Wednesday, July 20, 2016

Adding Bike Infrastructure is Easier Public Transportation Fix

Really, it's not that challenging for cities to add protected bike lanes. 

In fact, this spring the federal government made it easier for cities to add protected bike lanes. 
"The new rules open the door to treatments like road diets, bike lanes, and street trees — the kind of street designs that lead to a safe pedestrian environment, not high-speed traffic."
Adding bicycle infrastructure builds the livability of a city, making it easier to get around without a car. And when cyclists and pedestrians have easier access to streets, local businesses get more business!

With relatively flat cities like Milwaukee, with wide streets, it should be easy to create a highly-bikeable cities. Bublr Bikes, the Milwaukee bike share program, continues to expand around the city. 

Not only is it critical for increasing cycling traffic, building bike infrastructure could help bridge racially and economically divided cities. 

Crumbling Infrastructure Creates Divisions in Cities

City Lab dissects how a crumbling public transportation infrastructure in many American cities, including Milwaukee, creates a deeper division between rich and poor. 

Since many urban poor can't afford cars and funding is decreased for busses, a way to bridge this division is through bicycle infrastructure. Cities can more affordably build protected bike lanes and put bike-share facilities in under-served neighborhoods. 

Pittsburgh has Ambitious Plan for Cycling Infrastructure

Pittsburgh, PA, has embarked on an ambitious plan to make the downtown area more livable through more pedestrian access and converting traffic lanes into two-way protected bike lanes. Here's an article from Streetsblog about the changes in Pittsburgh and other places. 

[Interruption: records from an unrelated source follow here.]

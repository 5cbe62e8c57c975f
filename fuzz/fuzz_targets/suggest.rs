#![no_main]

use libfuzzer_sys::fuzz_target;
use queryscope_core::{
    Cursor, IndexPatternSchema, Language, SchemaField, SuggestionEngine, SuggestionRequest,
    SuggestionServices,
};

fuzz_target!(|data: &[u8]| {
    if let Ok(query) = std::str::from_utf8(data) {
        let schema = IndexPatternSchema {
            title: "fuzz-index".to_string(),
            fields: vec![SchemaField {
                name: "field1".to_string(),
                field_type: "string".to_string(),
            }],
        };
        let services = SuggestionServices::default();
        let engine = SuggestionEngine::new();

        // Exercise a spread of cursor positions, including out-of-range ones.
        for column in [1, query.chars().count() / 2 + 1, query.chars().count() + 1] {
            for language in [Language::Sql, Language::Ppl, Language::Dql] {
                let request = SuggestionRequest {
                    query,
                    language,
                    position: Cursor::new(1, column),
                    selection_start: 0,
                    selection_end: 0,
                    index_pattern: Some(&schema),
                    services: Some(&services),
                };
                let _ = futures::executor::block_on(engine.get_suggestions(&request));
            }
        }
    }
});
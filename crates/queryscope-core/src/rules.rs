//! Grammar rule identities shared by the per-language candidate collectors
//! and the rule-to-suggestion mapper.
//!
//! A rule is "visited" when the derivation of the input up to the cursor
//! touches it. Collectors record each visited rule together with a small
//! per-occurrence context (where the occurrence started, and the rules
//! enclosing it); the mapper turns visited rules into suggestion flags via a
//! static per-language action table.

use std::collections::HashMap;

use crate::lexer::TokenType;

/// Named grammar productions recognized across the supported languages.
///
/// Not every language uses every rule; each language's action table maps the
/// subset it produces.
#[derive(Debug, Clone, Copy, PartialEq, Eq, Hash)]
pub enum RuleId {
    /// Top-level statement (SQL) or pipeline (PPL).
    Statement,
    /// Contents of a FROM/source clause.
    FromClause,
    /// A table / index-pattern reference position.
    TableName,
    /// A column reference position.
    ColumnName,
    /// An aggregate-function position.
    AggregateFunction,
    /// A comparison/IN predicate; drives the column-value state machine.
    Predicate,
    /// SQL `SELECT` projection list.
    SelectElements,
    /// SQL `GROUP BY` element list.
    GroupByElements,
    /// SQL `ORDER BY` element list.
    OrderByElements,
    /// PPL field list (`fields`, `sort`, `dedup`, ...).
    FieldList,
    /// DQL `field` position.
    FieldExpression,
    /// DQL `field : value` position.
    ValueExpression,
}

/// Per-occurrence context captured for a visited rule.
#[derive(Debug, Clone, Default, PartialEq, Eq)]
pub struct RuleContext {
    /// Index of the token where this rule occurrence starts.
    pub start_token_index: usize,
    /// Rules enclosing this occurrence, outermost first.
    pub rule_list: Vec<RuleId>,
}

impl RuleContext {
    pub fn starting_at(start_token_index: usize) -> Self {
        Self {
            start_token_index,
            rule_list: Vec::new(),
        }
    }

    pub fn with_rule_list(mut self, rule_list: Vec<RuleId>) -> Self {
        self.rule_list = rule_list;
        self
    }
}

/// Rules visited at the cursor, keyed by rule id.
///
/// A rule may recur within one parse; the map holds the occurrence relevant
/// to the cursor. Created fresh per suggestion request.
pub type VisitedRules = HashMap<RuleId, RuleContext>;

/// Everything a language's candidate collector reports for one cursor
/// position: the visited rules plus the keyword tokens in the follow-set.
#[derive(Debug, Clone, Default)]
pub struct CandidateSet {
    pub rules: VisitedRules,
    pub tokens: Vec<TokenType>,
}

impl CandidateSet {
    pub(crate) fn rule(&mut self, id: RuleId, context: RuleContext) -> &mut Self {
        self.rules.insert(id, context);
        self
    }

    pub(crate) fn token(&mut self, token: TokenType) -> &mut Self {
        if !self.tokens.contains(&token) {
            self.tokens.push(token);
        }
        self
    }

    pub(crate) fn extend_tokens(&mut self, tokens: &[TokenType]) -> &mut Self {
        for token in tokens {
            self.token(*token);
        }
        self
    }
}

/// Suggestion-flag mutation triggered by a visited rule.
///
/// The per-language `rule_actions` tables pair rule ids with these; the
/// mapper applies them with a non-exclusive OR, so several rules visited at
/// one cursor position each contribute their categories.
#[derive(Debug, Clone, Copy, PartialEq, Eq)]
pub enum RuleAction {
    /// Set `suggest_views_or_tables`.
    Tables,
    /// Set `suggest_columns`.
    Columns,
    /// Set `suggest_aggregate_functions`.
    AggregateFunctions,
    /// Run the column-value predicate walker from the rule's start token.
    Predicate,
}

Here's a video of the Pittsburgh mayor talking about the city's future plans. Pittsburgh was able to quickly create a protected bike lane, then let the public fully review the process before starting more, as detailed in this post

Bike Pittsburgh continues to work to develop more viable bicycle infrastructure in the city. 

Other Cities Plan Networks for Bike Lanes

New Orleans is adding protected bike lanes as well, and urban planner Emilie Bahr has a book for women cyclists in the city.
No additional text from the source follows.